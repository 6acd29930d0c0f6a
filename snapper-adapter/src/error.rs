/// Why a widget could not attach to its markup.
///
/// Widgets never surface this to users: [`crate::Carousel::try_mount`] and
/// [`crate::Lightbox::new`] turn it into a silent no-op.
#[derive(Clone, Copy, Debug, PartialEq, Eq, thiserror::Error)]
pub enum MountError {
    #[error("carousel scroll track is missing")]
    MissingTrack,
    #[error("carousel indicator container is missing")]
    MissingIndicators,
    #[error("gallery has no items")]
    EmptyGallery,
}
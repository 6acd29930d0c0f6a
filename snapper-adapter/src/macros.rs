#[cfg(feature = "tracing")]
macro_rules! atrace {
    ($($tt:tt)*) => {
        tracing::trace!(target: "snapper_adapter", $($tt)*)
    };
}

#[cfg(not(feature = "tracing"))]
macro_rules! atrace {
    ($($tt:tt)*) => {};
}

#[cfg(feature = "tracing")]
macro_rules! adebug {
    ($($tt:tt)*) => {
        tracing::debug!(target: "snapper_adapter", $($tt)*)
    };
}

#[cfg(not(feature = "tracing"))]
macro_rules! adebug {
    ($($tt:tt)*) => {};
}
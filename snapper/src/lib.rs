//! A headless snap-stop engine for horizontally scrolling carousels.
//!
//! For adapter-level utilities (debounced settle handling, indicator state, prev/next wiring),
//! see the `snapper-adapter` crate.
//!
//! This crate turns one layout sample of a scroll container into an ordered list of scroll
//! offsets ("stops") the container should rest at, and answers "which stop is nearest to this
//! scroll offset". Narrow viewports snap per card, wide viewports snap per visible page.
//!
//! It is UI-agnostic. A DOM/TUI/GUI layer is expected to provide:
//! - the visible width and the scrollable content width of the container
//! - the left offset and width of each child card (optional)
//! - the current scroll offset
#![cfg_attr(not(feature = "std"), no_std)]
#![forbid(unsafe_code)]

extern crate alloc;

#[cfg(test)]
extern crate std;

#[macro_use]
mod macros;

mod options;
mod stops;
mod types;


pub use options::{
    DEFAULT_CARD_TOLERANCE, DEFAULT_PAGE_TOLERANCE, DEFAULT_PER_CARD_RATIO, SnapOptions,
};
pub use stops::{MAX_STOPS, SnapStops};
pub use types::{CardRect, Measurement, ScrollDirection, SnapMode, Viewport};
// Example: a platform layer driving a carousel (scroll events, settle ticks, prev/next clicks).
use snapper_adapter::{
    Carousel, CarouselOptions, Controls, Indicator, IndicatorStrip, Measurement, ScrollBehavior,
    ScrollDirection, ScrollTrack, aria_current,
};

struct Track {
    visible: f64,
    content: f64,
    offset: f64,
}

impl ScrollTrack for Track {
    fn measure(&self) -> Measurement {
        Measurement::new(self.visible, self.content)
    }

    fn scroll_offset(&self) -> f64 {
        self.offset
    }

    fn scroll_to(&mut self, offset: f64, behavior: ScrollBehavior) {
        println!("  scroll_to({offset}, {behavior:?})");
        self.offset = offset;
    }
}

#[derive(Default)]
struct Dots {
    count: usize,
}

impl IndicatorStrip for Dots {
    fn rebuild(&mut self, indicators: &[Indicator]) {
        self.count = indicators.len();
        let labels: Vec<&str> = indicators.iter().map(|i| i.label.as_str()).collect();
        println!("  dots: {labels:?}");
    }

    fn mark_current(&mut self, current: usize) {
        let states: Vec<&str> = (0..self.count).map(|i| aria_current(i, current)).collect();
        println!("  aria-current: {states:?}");
    }
}

fn main() {
    let track = Track {
        visible: 300.0,
        content: 1000.0,
        offset: 0.0,
    };
    println!("mount");
    let Some(mut carousel) = Carousel::try_mount(
        Some(track),
        Some(Dots::default()),
        Controls::both(),
        CarouselOptions::default(),
    ) else {
        return;
    };

    println!("next, next");
    carousel.on_navigate(ScrollDirection::Forward);
    carousel.on_navigate(ScrollDirection::Forward);

    // The browser emits scroll events while the smooth scroll runs.
    for now_ms in (0..=160).step_by(16) {
        carousel.on_scroll(now_ms);
        carousel.tick(now_ms);
    }
    println!("settle");
    let mut now_ms = 160;
    while !carousel.tick(now_ms) {
        now_ms += 16;
    }
    println!("settled at t={now_ms}ms active={}", carousel.active_index());

    println!("resize to 500px");
    carousel.track_mut().visible = 500.0;
    carousel.on_resize();
}
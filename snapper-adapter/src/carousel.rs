use alloc::vec::Vec;

use snapper::{ScrollDirection, SnapStops};

use crate::{
    CarouselOptions, Controller, Controls, Indicator, IndicatorStrip, MountError, ScrollBehavior,
    ScrollTrack,
};

/// A carousel with paging dots and optional prev/next controls.
///
/// Binds a [`Controller`] to the platform's scroll container and indicator container. The
/// platform layer forwards its events:
///
/// | page event                      | call                          |
/// |---------------------------------|-------------------------------|
/// | load                            | [`Carousel::on_load`]         |
/// | resize                          | [`Carousel::on_resize`]       |
/// | scroll                          | [`Carousel::on_scroll`]       |
/// | timer / animation frame         | [`Carousel::tick`]            |
/// | prev / next click               | [`Carousel::on_navigate`]     |
/// | indicator click                 | [`Carousel::on_indicator_activated`] |
#[derive(Debug)]
pub struct Carousel<T, I> {
    track: T,
    indicators: I,
    controls: Controls,
    controller: Controller,
    rendered: usize,
}

impl<T: ScrollTrack, I: IndicatorStrip> Carousel<T, I> {
    /// Attaches to the markup and renders the initial indicators.
    ///
    /// Fails when the scroll track or the indicator container is missing.
    pub fn mount(
        track: Option<T>,
        indicators: Option<I>,
        controls: Controls,
        options: CarouselOptions,
    ) -> Result<Self, MountError> {
        let track = track.ok_or(MountError::MissingTrack)?;
        let indicators = indicators.ok_or(MountError::MissingIndicators)?;
        let mut carousel = Self {
            track,
            indicators,
            controls,
            controller: Controller::new(options),
            rendered: 0,
        };
        carousel.render();
        Ok(carousel)
    }

    /// Same as [`Carousel::mount`], but a missing part turns the whole widget into a no-op.
    pub fn try_mount(
        track: Option<T>,
        indicators: Option<I>,
        controls: Controls,
        options: CarouselOptions,
    ) -> Option<Self> {
        match Self::mount(track, indicators, controls, options) {
            Ok(carousel) => Some(carousel),
            Err(_err) => {
                adebug!(error = %_err, "carousel not mounted");
                None
            }
        }
    }

    pub fn controller(&self) -> &Controller {
        &self.controller
    }

    pub fn stops(&self) -> &SnapStops {
        self.controller.stops()
    }

    pub fn active_index(&self) -> usize {
        self.controller.active_index()
    }

    pub fn track(&self) -> &T {
        &self.track
    }

    pub fn track_mut(&mut self) -> &mut T {
        &mut self.track
    }

    pub fn indicators(&self) -> &I {
        &self.indicators
    }

    pub fn on_load(&mut self) {
        self.render();
    }

    pub fn on_resize(&mut self) {
        self.render();
    }

    /// Call this for every scroll event of the track.
    pub fn on_scroll(&mut self, now_ms: u64) {
        self.controller.on_scroll(now_ms);
    }

    /// Drives the settle debounce. Returns `true` when the active indicator was resampled.
    pub fn tick(&mut self, now_ms: u64) -> bool {
        if !self.controller.tick(now_ms) {
            return false;
        }
        self.on_scroll_settled();
        true
    }

    /// Resamples the scroll offset and marks the nearest indicator as current.
    ///
    /// Returns the new active index when it changed.
    pub fn on_scroll_settled(&mut self) -> Option<usize> {
        let offset = self.track.scroll_offset();
        let changed = self.controller.sync_active(offset)?;
        self.indicators.mark_current(changed);
        Some(changed)
    }

    /// Smooth-scrolls to the stop adjacent to the current one.
    ///
    /// Returns the requested offset, or `None` when the matching control does not exist or the
    /// carousel is already at that end.
    pub fn on_navigate(&mut self, direction: ScrollDirection) -> Option<f64> {
        if !self.controls.allows(direction) {
            return None;
        }
        let measurement = self.track.measure();
        let offset = self.track.scroll_offset();
        let target = self.controller.advance(direction, &measurement, offset);
        if self.controller.stops().len() != self.rendered {
            self.render_indicators();
        }
        let to = target?;
        self.track.scroll_to(to, ScrollBehavior::Smooth);
        Some(to)
    }

    /// Smooth-scrolls to stop `index` (clamped against freshly measured stops). Returns the
    /// requested offset.
    pub fn on_indicator_activated(&mut self, index: usize) -> f64 {
        let measurement = self.track.measure();
        self.controller.rebuild(&measurement);
        if self.controller.stops().len() != self.rendered {
            self.render_indicators();
        }
        let to = self.controller.go_to(index);
        self.track.scroll_to(to, ScrollBehavior::Smooth);
        to
    }

    fn render(&mut self) {
        let measurement = self.track.measure();
        self.controller.rebuild(&measurement);
        self.render_indicators();
    }

    fn render_indicators(&mut self) {
        let indicators: Vec<Indicator> = (0..self.controller.stops().len())
            .map(Indicator::new)
            .collect();
        self.indicators.rebuild(&indicators);
        self.rendered = indicators.len();

        let offset = self.track.scroll_offset();
        self.controller.sync_active(offset);
        self.indicators.mark_current(self.controller.active_index());
    }
}
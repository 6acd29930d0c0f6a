use crate::{Measurement, SnapMode};

/// Viewport-to-card width ratio below which the calculator snaps per card.
pub const DEFAULT_PER_CARD_RATIO: f64 = 1.35;
/// Dedupe tolerance in per-card mode, in pixels.
pub const DEFAULT_CARD_TOLERANCE: f64 = 8.0;
/// Dedupe tolerance in per-page mode, in pixels.
pub const DEFAULT_PAGE_TOLERANCE: f64 = 10.0;

/// Configuration for [`crate::SnapStops::compute`].
#[derive(Clone, Copy, Debug, PartialEq)]
#[cfg_attr(feature = "serde", derive(serde::Serialize, serde::Deserialize))]
pub struct SnapOptions {
    /// When `visible_width / card_width` is below this ratio, stops follow cards.
    pub per_card_ratio: f64,
    /// Two per-card stops closer than (or exactly at) this distance collapse into one.
    pub card_tolerance: f64,
    /// Two per-page stops closer than (or exactly at) this distance collapse into one.
    pub page_tolerance: f64,
}

impl Default for SnapOptions {
    fn default() -> Self {
        Self {
            per_card_ratio: DEFAULT_PER_CARD_RATIO,
            card_tolerance: DEFAULT_CARD_TOLERANCE,
            page_tolerance: DEFAULT_PAGE_TOLERANCE,
        }
    }
}

impl SnapOptions {
    pub fn new() -> Self {
        Self::default()
    }

    pub fn with_per_card_ratio(mut self, ratio: f64) -> Self {
        self.per_card_ratio = ratio;
        self
    }

    pub fn with_card_tolerance(mut self, tolerance: f64) -> Self {
        self.card_tolerance = tolerance;
        self
    }

    pub fn with_page_tolerance(mut self, tolerance: f64) -> Self {
        self.page_tolerance = tolerance;
        self
    }

    /// Picks the snapping mode for a measurement.
    ///
    /// Without a measurable card the calculator always pages.
    pub fn mode_for(&self, measurement: &Measurement) -> SnapMode {
        let Some(card_width) = measurement.card_width() else {
            return SnapMode::PerPage;
        };
        let ratio = measurement.viewport.visible_width / card_width;
        if ratio < self.per_card_ratio {
            SnapMode::PerCard
        } else {
            SnapMode::PerPage
        }
    }

    pub fn tolerance_for(&self, mode: SnapMode) -> f64 {
        match mode {
            SnapMode::PerCard => self.card_tolerance,
            SnapMode::PerPage => self.page_tolerance,
        }
    }
}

──────

__EXERCISE__:
Please return every line of the records that contains the word "while".

__ANSWER AREA__:
    // The browser emits scroll events while the smooth scroll runs.
    while !carousel.tick(now_ms) {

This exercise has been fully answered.